Wien (PK) – Werden alle Lebensbereiche in ländlichen Regionen mit den EU-Mitteln für die Entwicklung des ländlichen Raums ausbalanciert gefördert oder hat die Landwirtschaft gegenüber sozial-, wirtschafts- und bildungspolitischen Aspekten ein viel zu großes Übergewicht? Diese Frage stand im Mittelpunkt der Diskussion im EU-Ausschuss des Bundesrats zum Dritten Bericht der Kommission über die Umsetzung der nationalen Strategiepläne und der strategischen Leitlinien der EU für die Entwicklung des ländlichen Raums.

Sonja Zwazl (V/N), Bundesratspräsidentin im ersten Halbjahr 2015 und Präsidentin der Niederösterreichischen Wirtschaftskammer, drängte darauf, auch die gewerbliche Wirtschaft in den ländlichen Regionen ausreichend zu unterstützen, denn diese gehöre dazu und trage wesentlich zur Qualität des Lebensraums bei. Eine Summe von 6,3 Mio. € gegenüber rund 4 Mrd. €, die für Österreich aus dem Europäische Landwirtschaftsfonds für die Entwicklung des ländlichen Raums (ELER) von 2007-2013 zur Verfügung stehen, hält sie für zu gering und plädierte daher für eine Verschiebung.

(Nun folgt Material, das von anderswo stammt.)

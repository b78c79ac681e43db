//! Business logic services for the storefront.
//!
//! # Services
//!
//! - `auth` - Registration, login, logout and bearer token verification
//! - `wishlist` - Wishlist operations bound to the authenticated user

pub mod auth;
pub mod wishlist;

pub use auth::{AuthError, AuthService};
pub use wishlist::{WishlistError, WishlistService};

Unterstützung erhielt sie dabei von Stefan Schennach (S/W), Wolfgang Beer (S/W) und Ana Blatnik (S/K). Blatnik warnte davor, die Förderung des ländlichen Raums nur landwirtschaftsspezifisch zu sehen und darauf zu reduzieren, vielmehr seien die Regionen als Ganzes zu betrachten. Man müsse die gesamte wirtschaftliche, soziale und bildungsmäßige Struktur berücksichtigen, meinte auch Schennach. Angesichts der Abwanderung aus dem ländlichen Raum, seien alle Anstrengungen nötig, um zu dessen Attraktivierung beizutragen, und dazu gehörten auch Klein- und Kleinstbetriebe. Nur 14 % der Mittel seien für die Diversifizierung der ländlichen Wirtschaft zu gering. Etwas anders sahen dies die Bundesräte Martin Preineder (V/N) und Ferdinand Tiefnig (V/O). Sie meinten, die Unterstützung für die Landwirtschaft könne nicht in einem noch größeren Ausmaß für andere Bereiche verwendet werden, wobei Tiefnig vor allem auf den Preisverfall landwirtschaftlicher Produkte hinwies.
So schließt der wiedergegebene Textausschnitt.